Combattre les émissions de carbone : la capture de carbone est-elle la réponse ?

Xiang Yu , Information Scientist/CAS

trees are an important source of carbon capture and storage

La capture de carbone et la voie vers le zéro net

Paradoxalement, alors que le dioxyde de carbone (CO2) est essentiel à toute vie végétale sur terre, dont dépendent toute la vie animale et la vie humaine, une quantité excessive de ce gaz essentiel dans l'atmosphère provoque le réchauffement climatique qui menace la survie même de certaines populations.  

Le problème des émissions de CO2 produites par l'augmentation de la consommation de combustibles fossiles date du XVIIIe siècle, avec le début de la révolution industrielle dans certains pays. Aujourd'hui, les scientifiques estiment que la hausse des températures moyennes sur la planète devrait atteindre 1,5oC d'ici à 2030–2052 (Figure 1). Le volume des émissions de CO2 est exacerbé par l'industrialisation, l'urbanisation et l'augmentation rapide de la population mondiale (Figure 2).
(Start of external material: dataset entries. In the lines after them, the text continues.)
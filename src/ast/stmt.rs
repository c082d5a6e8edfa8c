//! Statement nodes: the executable body of a method, following
//! the annotation section.

use crate::intern::Symbol;
use crate::token::Pos;

use super::{Constraint, Expr, NodeHeader};

#[derive(Debug, Clone)]
pub enum LValue {
    /// `name = expr`
    Name(Symbol, Pos),
    /// `name[i, j] = expr`
    Subscript { name: Symbol, name_pos: Pos, indices: Vec<(Symbol, Pos)> },
}

#[derive(Debug, Clone)]
pub struct Stmt {
    pub header: NodeHeader,
    pub kind: StmtKind,
}

impl Stmt {
    pub fn new(header: NodeHeader, kind: StmtKind) -> Self {
        Self { header, kind }
    }
}

#[derive(Debug, Clone)]
pub enum StmtKind {
    Assign { target: LValue, value: Box<Expr> },

    /// `for <name> = <from> to <to>: <body> end`
    BoundedFor { bound: Symbol, bound_pos: Pos, from: Box<Expr>, to: Box<Expr>, body: Vec<Stmt> },

    /// `for each <name> is atom|bond [(i-j)] [such that <constraint>]: <body> end`
    ///
    /// `decomposition` names a Bond's two endpoint Atoms, scoped to this
    /// loop's own body (see `AnnotationKind::ObjectDecl`'s
    /// doc comment for why this isn't a numeric range).
    ObjectFor {
        bound: Symbol,
        bound_pos: Pos,
        object_kind: crate::types::ObjectKind,
        decomposition: Option<(Symbol, Pos, Symbol, Pos)>,
        constraint: Option<Constraint>,
        body: Vec<Stmt>,
    },
}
schéma représentant l'évolution des populations à travers le monde et les tendances correspondantes en matière d'émissions de CO2
Figure 1. Données représentant l'évolution mondiale de la population au fil du temps, les tendances correspondantes en matière d'émissions de dioxyde de carbone et les hausses prévues des températures mondiales

 

La 21e Conférence sur le changement climatique (COP21) en 2015 avait adopté un objectif ambitieux appelé la « course au zéro carbone » d'ici à 2050. Ce but considérable visant à éliminer complètement les émissions nettes de carbone en moins de 30 ans nécessitera des transformations énormes des processus industriels mondiaux et des pratiques de consommation de l'énergie dans les différents pays. Les méthodes les plus connues pour atteindre cet objectif impliquent différentes formes de production d'énergie durables, comme les énergies éolienne et solaire ; toutefois, une approche moins souvent évoquée, mais tout aussi importante, porte sur la capture du CO2 à la source ou directement dans l'atmosphère (capture carbone). Les technologies impliquées sont restreintes par des coûts élevés et une capacité de stockage relativement limitée, de sorte qu'actuellement, seules 0,1 % des émissions mondiales de CO2 sont capturées ; ce taux devrait passer à 19 % d'ici 2050. Les efforts de recherche sur la technologie de capture carbone ont augmenté depuis quelques années, mais à ce jour, seules quelques applications ont été déployées commercialement. Face à une prise de conscience croissante dans le public et l'urgence de prévenir ou de freiner le changement climatique, la pression est mise sur la conception de technologies plus efficaces de capture du carbone.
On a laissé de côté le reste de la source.